It’s also hugely powerful to me because it’s a reminder that looking for signifiers in people — are they my tribe? are they safe? will they understand? — is a useful mechanism, but it’s not remotely the whole truth. It’s not always accurate. And for people who aren’t necessarily assumed to be what they are, to see all those uniformed boys saying we’re all freaks, obvious categories or signifiers aside, is huge. It implies a world of which I don’t have to be afraid.

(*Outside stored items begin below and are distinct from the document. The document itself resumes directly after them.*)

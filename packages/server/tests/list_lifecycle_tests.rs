//! Integration tests for the list lifecycle and its best-effort provider
//! sync: local list records stay authoritative when the provider fails.

mod common;

use std::sync::Arc;

use crate::common::TestHarness;
use server_core::domains::lists::activities::provider_sync;
use server_core::domains::lists::activities::{create_list, delete_list, update_list};
use server_core::domains::lists::models::list::List;
use server_core::kernel::{MockListProvider, ProviderCall};
use sqlx::PgPool;
use test_context::test_context;
use uuid::Uuid;

fn unique(prefix: &str) -> String {
    format!("{}-{}", prefix, &Uuid::new_v4().simple().to_string()[..8])
}

async fn create_user_row(email: &str, display_name: &str, pool: &PgPool) -> Uuid {
    let (id,): (Uuid,) = sqlx::query_as(
        "INSERT INTO users (email, display_name) VALUES ($1, $2) RETURNING id",
    )
    .bind(email)
    .bind(display_name)
    .fetch_one(pool)
    .await
    .expect("Failed to create user");
    id
}

async fn create_list_row(name: &str, external_address: Option<&str>, pool: &PgPool) -> List {
    sqlx::query_as::<_, List>(
        "INSERT INTO lists (name, description, active, external_address)
         VALUES ($1, $2, true, $3) RETURNING *",
    )
    .bind(name)
    .bind("Test list")
    .bind(external_address)
    .fetch_one(pool)
    .await
    .expect("Failed to create list")
}

#[test_context(TestHarness)]
#[tokio::test]
async fn create_list_mirrors_at_provider(ctx: &TestHarness) {
    let name = unique("announce");
    let address = format!("{}@mg.example.com", name);
    let provider = Arc::new(MockListProvider::new().with_list_address(&address));
    let deps = ctx.deps_with(provider.clone(), ctx.mailer.clone());

    let list = create_list(&name, "Announcements", &deps).await.unwrap();

    assert_eq!(list.external_address, Some(address));
    assert!(provider.calls().iter().any(|call| matches!(
        call,
        ProviderCall::CreateList { name: n, .. } if *n == name
    )));
}

#[test_context(TestHarness)]
#[tokio::test]
async fn create_list_rejects_invalid_input(ctx: &TestHarness) {
    let deps = ctx.deps();

    assert!(create_list("Bad Name", "desc", &deps).await.is_err());
    assert!(create_list("bad!name", "desc", &deps).await.is_err());
    assert!(create_list(&unique("ok"), "   ", &deps).await.is_err());
}

#[test_context(TestHarness)]
#[tokio::test]
async fn create_list_survives_provider_failure(ctx: &TestHarness) {
    let deps = ctx.deps();
    let name = unique("announce");

    ctx.provider.set_failing(true);
    let list = create_list(&name, "Announcements", &deps).await.unwrap();

    // The local record is authoritative; the mirror just never happened.
    assert_eq!(list.external_address, None);
    assert!(List::find_active_by_name(&name, &ctx.db_pool)
        .await
        .unwrap()
        .is_some());
}

#[test_context(TestHarness)]
#[tokio::test]
async fn list_creation_imports_existing_members(ctx: &TestHarness) {
    let deps = ctx.deps();
    let list = create_list_row(&unique("team"), None, &ctx.db_pool).await;

    let bob = format!("{}@x.com", unique("bob"));
    let carol = format!("{}@x.com", unique("carol"));
    for email in [&bob, &carol] {
        let user_id = create_user_row(email, "Member", &ctx.db_pool).await;
        sqlx::query("INSERT INTO memberships (list_id, user_id) VALUES ($1, $2)")
            .bind(list.id)
            .bind(user_id)
            .execute(&ctx.db_pool)
            .await
            .expect("Failed to create membership");
    }

    provider_sync::on_list_created(&list, &deps).await.unwrap();

    let updated = List::find_by_id(list.id, &ctx.db_pool).await.unwrap();
    assert!(updated.external_address.is_some());
    assert_eq!(ctx.provider.member_adds(), vec![bob, carol]);
}

#[test_context(TestHarness)]
#[tokio::test]
async fn update_list_pushes_only_changed_fields(ctx: &TestHarness) {
    let deps = ctx.deps();
    let address = format!("{}@mg.example.com", unique("team"));
    let list = create_list_row(&unique("team"), Some(&address), &ctx.db_pool).await;

    update_list(list.id, &list.name, "New description", &deps)
        .await
        .unwrap();

    assert_eq!(
        ctx.provider.calls(),
        vec![ProviderCall::UpdateList {
            address,
            name: None,
            description: Some("New description".to_string()),
        }]
    );
}

#[test_context(TestHarness)]
#[tokio::test]
async fn update_list_without_changes_skips_provider(ctx: &TestHarness) {
    let deps = ctx.deps();
    let address = format!("{}@mg.example.com", unique("team"));
    let list = create_list_row(&unique("team"), Some(&address), &ctx.db_pool).await;

    update_list(list.id, &list.name, &list.description, &deps)
        .await
        .unwrap();

    assert!(ctx.provider.calls().is_empty());
}

#[test_context(TestHarness)]
#[tokio::test]
async fn update_unmirrored_list_skips_provider(ctx: &TestHarness) {
    let deps = ctx.deps();
    let list = create_list_row(&unique("team"), None, &ctx.db_pool).await;

    update_list(list.id, &list.name, "New description", &deps)
        .await
        .unwrap();

    assert!(ctx.provider.calls().is_empty());
}

#[test_context(TestHarness)]
#[tokio::test]
async fn delete_list_is_best_effort_at_provider(ctx: &TestHarness) {
    let deps = ctx.deps();
    let address = format!("{}@mg.example.com", unique("team"));
    let list = create_list_row(&unique("team"), Some(&address), &ctx.db_pool).await;

    ctx.provider.set_failing(true);
    delete_list(list.id, &deps).await.unwrap();

    // Provider deletion was attempted, its failure did not block local delete.
    assert_eq!(
        ctx.provider.calls(),
        vec![ProviderCall::DeleteList { address }]
    );
    assert!(List::find_by_id(list.id, &ctx.db_pool).await.is_err());
}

One of the videos going around the Internet today is of a group of Glee fans of indeterminate age reacting to the Blaine and Kurt kiss. It’s a dark, grainy video and hard to see, but it seems like a mix of genders and, I’ll go out on a limb and assume, orientations. It’s pretty fantastic to watch them cheer so madly, because I never got that.

There were no gay kisses on network TV when I was a teenager. Or when I was in college. It was a long time after when there finally were. And that was after a great deal of ridiculous debate and really pathetic news articles about the whole thing first. I know that Tara and Willow were huge for a lot of people, but watching Buffy the Vampire Slayer as late as I did, it was actually just sort of weird and sad for me the way they couldn’t have them kiss for ages and how that was somehow supposed to be enough.

I consume a lot of media. And these days it has a lot of queer content in it. Some of it speaks to me, some of it doesn’t. But the stuff that speaks to me, no matter how much I talk about it because that’s what I do, speaks to me in a pretty personal way. I’ll watch an episode of something and walk around with a little secret smile about it for days (I just rewatched the first two seasons of Torchwood and had forgotten some of the interpersonal loveliness in it). I don’t, as a rule, want to stand up and cheer no matter how much I’m enjoying myself. For me, it mostly feels too late to have the moment those fans in the Glee-viewing video are having.

But when Blaine starts knocking “Raise Your Glass” out of the park, I had that moment. And the reason was because he was absolutely up there performing for both the intradiegetic and extradiegetic audiences as a gay teen who is happy and smitten and confident and sexy and none of that is why he’s up there singing about being a freak. He’s singing about being a freak, because everyone is a freak, and because life is awesome.

Glee, I’ve heard, gets a lot of stuff wrong, especially when it comes to people with disabilities (remember, other than this one episode, I’ve seen about 20% of a handful of different episodes, so I am, in fact, relaying other people’s insights to you that I am absolutely not qualified to comment on). But the show really does seem to get something remarkably right with its gay teens. Just the fact that the show has multiple queer characters whose queernesses read so differently is fantastic; we are not a monolith.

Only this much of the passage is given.